Published Oct. 21, 2015

Come Thursday morning, only seven Republicans will get a chance to grill former secretary of state Hillary Rodham Clinton about the 2012 terrorist attack in Benghazi. The rest of Washington's Republicans can only share advice: Please, please, don't mess this up.

"Find out what happened," said Sen. John McCain (R-Arizona), one of the first Republicans to demand a special investigation. "There've been self-inflicted wounds, but I don't think they change the fundamental facts."

Those wounds have come to define the Select Committee on Benghazi, which - as Democrats do not tire of pointing out - is in its 17th month investigating the deaths of four Americans, including U.S. Ambassador J. Christopher Stevens, at a diplomatic compound in Benghazi, Libya.

Rep. Trey Gowdy (R-South Carolina), the committee's chairman, has been dragged into an increasingly bitter argument with the committee's Democrats. But now, even Republicans are offering guidance - and expressing anxiety - about how the committee should proceed on Thursday to avoid an overreach that could help the Democratic presidential hopeful and backfire on the GOP.

The case of nerves began in early October with House Majority Leader Kevin McCarthy's petard-hoisting candor about how Clinton's "numbers are dropping" thanks to the committee - a seeming acknowledgment of political intent that Democrats seized on to discredit the committee's work.

"Listen, there was a really misinformed statement that was made," said Sen. Richard Burr (R-North Carolina), the chairman of the Senate Intelligence Committee. "But if you look at the work of the committee, it's never been targeted at her personally or at her emails. It's always been about four Americans who died."

That point has been obscured in the wake of McCarthy's gaffe, capitalized on by Clinton allies who could scarcely believe their luck. In an NBC News-Wall Street Journal poll released Tuesday, just 29 percent of voters called the committee "fair and impartial." Thirty-six percent called it "unfair" and unduly partisan.

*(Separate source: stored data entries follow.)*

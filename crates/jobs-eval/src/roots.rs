//! Protecting discovered derivations from garbage collection.

use std::fs;
#[cfg(unix)]
use std::os::unix::fs::symlink;
use std::path::{Path, PathBuf};

use crate::error::{Error, Result};

/// The part of the store the walker needs for GC roots.
pub trait Store {
    /// `lstat` semantics: a dangling link still exists.
    fn path_exists(&self, path: &Path) -> bool;

    /// Makes `root` a permanent GC root pointing at `target`.
    fn add_permanent_root(&self, root: &Path, target: &str) -> Result<()>;
}

/// A store on the local filesystem, where a GC root is a symlink.
#[derive(Debug, Default, Clone, Copy)]
pub struct LocalStore;

impl Store for LocalStore {
    fn path_exists(&self, path: &Path) -> bool {
        fs::symlink_metadata(path).is_ok()
    }

    fn add_permanent_root(&self, root: &Path, target: &str) -> Result<()> {
        let store_err = |source| Error::Store {
            root: root.to_path_buf(),
            source,
        };
        if let Some(parent) = root.parent() {
            fs::create_dir_all(parent).map_err(store_err)?;
        }
        #[cfg(unix)]
        symlink(target, root).map_err(store_err)?;
        #[cfg(not(unix))]
        fs::write(root, target).map_err(store_err)?;
        Ok(())
    }
}

#[derive(Debug, Clone, Copy, PartialEq, Eq)]
pub enum RootOutcome {
    /// No roots directory, no store, or a dry run.
    Skipped,
    AlreadyPresent,
    Created,
}

/// Registers one GC root per derivation under a roots directory, named
/// after the derivation's base name.
pub struct RootRegistrar<'a> {
    store: Option<&'a dyn Store>,
    roots_dir: Option<PathBuf>,
    dry_run: bool,
}

impl<'a> RootRegistrar<'a> {
    /// An empty `roots_dir` disables registration just like `None`.
    pub fn new(store: Option<&'a dyn Store>, roots_dir: Option<&Path>, dry_run: bool) -> Self {
        let roots_dir = roots_dir
            .filter(|dir| !dir.as_os_str().is_empty())
            .map(Path::to_path_buf);
        Self {
            store,
            roots_dir,
            dry_run,
        }
    }

    pub fn disabled() -> Self {
        Self::new(None, None, false)
    }

    pub fn is_enabled(&self) -> bool {
        self.store.is_some() && self.roots_dir.is_some() && !self.dry_run
    }

    pub fn register(&self, drv_path: &str) -> Result<RootOutcome> {
        let (store, roots_dir) = match (self.store, &self.roots_dir) {
            (Some(store), Some(dir)) if !self.dry_run => (store, dir),
            _ => return Ok(RootOutcome::Skipped),
        };
        let base = match Path::new(drv_path).file_name() {
            Some(base) => base,
            None => return Ok(RootOutcome::Skipped),
        };
        let root = roots_dir.join(base);
        if store.path_exists(&root) {
            return Ok(RootOutcome::AlreadyPresent);
        }
        store.add_permanent_root(&root, drv_path)?;
        tracing::debug!(root = %root.display(), drv = drv_path, "registered GC root");
        Ok(RootOutcome::Created)
    }
}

Republicans outside of the committee are frustrated with its recent results. They are also nervous about a repeat of the Planned Parenthood hearings, which many of them believe amounted to a lost chance to score points against the abortion provider over controversial videos that have captivated conservatives.

Even Clinton allies cite the Planned Parenthood hearings as a model for how the secretary could navigate the Benghazi hearing Thursday.

"We've heard from many members of the House who are embarrassed that its committees and oversight have become a joke under Speaker [John] Boehner," said Tom Fitton, the president of the conservative Judicial Watch, who argued that watchdog groups such as his have gotten more vital information than Gowdy's Benghazi committee.

In recent interviews, Gowdy has lashed out at colleagues for undermining him - and media for parroting his critics.

"It's not lost on me that the uptick in criticism is [happening in] the two weeks before she's coming," Gowdy told Politico. "I don't think that that is a coincidence; it's an attempt to marginalize and impugn the credibility of the panel that's going to be asking her questions."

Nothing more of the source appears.